Brillat-Savarin fue un gourmet francés
que inició la moda de la fisiología del gusto. Para este francés sibarita y refinado,
que vivió a finales del siglo XVIII, la sensación gustativa en el tiempo se descompone de la
siguiente manera: 1) directa (cuando
el sabor también impresiona la parte anterior de la lengua); 2) completa (cuando
el sabor pasa a la parte posterior de la boca); 3) refleja (en el
momento final del juicio), todo el lujo
del gusto está en esta escala antedicha.
Pues bien, este alquimista de la alta
cocina opinaba que toda la ideología
culinaria se basa en una amalgama a la vez médica, química y metafísica: la de
una esencia simple, que él denomina jugo nutritivo (o gustativo, ya que,
de hecho, para Savarin no hay alimento que no haya sido gustado). El
estado acabado (perfecto) del alimento sería, pues, el zumo, la esencia líquida
de un pedazo de comida. Su ideal alquímico, que comparte con el cocinero del
príncipe de Soubise, era la de encerrar cincuenta jamones en un frasco de
cristal no más grueso que el dedo pulgar. ¿Os imagináis, lectores bloggeros, cincuenta
guijuelos extractados en un jugo ínfimo en un frasquito como de penicilina?
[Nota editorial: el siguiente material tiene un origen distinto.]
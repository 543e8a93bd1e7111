//! Response envelope checks
//!
//! Every endpoint answers with `{ "success": bool, "data": ... }`. The
//! helpers here turn the shape expectations of a step into typed results.

use serde_json::Value;

use crate::error::{E2eError, E2eResult};

/// Parsed body of a 200 response
#[derive(Debug, Clone, PartialEq)]
pub struct Envelope {
    body: Value,
}

impl Envelope {
    pub fn new(body: Value) -> Self {
        Self { body }
    }

    pub fn body(&self) -> &Value {
        &self.body
    }

    pub fn is_success(&self) -> bool {
        self.body.get("success").and_then(Value::as_bool) == Some(true)
    }

    /// The `data` member, if present and not null
    pub fn data(&self) -> Option<&Value> {
        self.body.get("data").filter(|v| !v.is_null())
    }

    /// A top-level member other than `data`
    pub fn field(&self, name: &str) -> Option<&Value> {
        self.body.get(name).filter(|v| !v.is_null())
    }

    pub fn require_success(&self) -> E2eResult<()> {
        if self.is_success() {
            Ok(())
        } else {
            Err(E2eError::shape("success: true", &self.body))
        }
    }

    /// `success: true` with a non-empty `data.id`
    pub fn data_id(&self) -> E2eResult<String> {
        self.require_success()?;
        self.data()
            .and_then(|data| data.get("id"))
            .and_then(id_string)
            .ok_or_else(|| E2eError::shape("data.id", &self.body))
    }

    /// `success: true` with a non-empty top-level identifier such as `orderId`
    pub fn top_level_id(&self, name: &str) -> E2eResult<String> {
        self.require_success()?;
        self.field(name)
            .and_then(id_string)
            .ok_or_else(|| E2eError::shape(name, &self.body))
    }

    /// `success: true` with `data` holding an array
    pub fn list(&self) -> E2eResult<&[Value]> {
        self.require_success()?;
        self.data()
            .and_then(Value::as_array)
            .map(Vec::as_slice)
            .ok_or_else(|| E2eError::shape("data array", &self.body))
    }

    /// Like [`Envelope::list`], but every item must carry `field == expected`
    pub fn list_filtered(&self, field: &str, expected: &str) -> E2eResult<&[Value]> {
        let items = self.list()?;
        if let Some(stray) = items
            .iter()
            .find(|item| item.get(field).and_then(Value::as_str) != Some(expected))
        {
            return Err(E2eError::Shape {
                expected: format!("only items with {} = {}", field, expected),
                body: stray.to_string(),
            });
        }
        Ok(items)
    }

    /// `success: true` with a `data` object holding every name in `fields`
    pub fn object_with(&self, fields: &[&str]) -> E2eResult<&serde_json::Map<String, Value>> {
        self.require_success()?;
        let object = self
            .data()
            .and_then(Value::as_object)
            .ok_or_else(|| E2eError::shape("data object", &self.body))?;

        let missing: Vec<&str> = fields
            .iter()
            .copied()
            .filter(|f| !object.contains_key(*f))
            .collect();
        if !missing.is_empty() {
            return Err(E2eError::shape(
                format!("fields {}", missing.join(", ")),
                &self.body,
            ));
        }
        Ok(object)
    }
}

/// Identifiers are strings in practice; numbers are accepted too
fn id_string(value: &Value) -> Option<String> {
    match value {
        Value::String(s) if !s.is_empty() => Some(s.clone()),
        Value::Number(n) => Some(n.to_string()),
        _ => None,
    }
}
Aquí la imaginación se detiene y pregunta: ¿sería más adecuado bebérselo o
metérselo en vena? Un chute de jabugo. Una ecuación culinaria para condensar
todo el sabor ibérico. ¿No es un poco lo que hacía Ferrán Adriá en los
laboratorios de su cocina? Se me ocurre, al hilo de esta tendencia, que al
final en vez de comida los restaurantes de “alta gama” te darán la carta con
las fórmulas químicas de su composición y tú pagarás sólo para leerlas e
imaginártelas en el paladar. Como los que leen una partitura, que dicen oír la
melodía, los comensales leerán juntos la composición y babearán paulovianamente
de placer. ¡Qué genio el de los nuevos cocineros!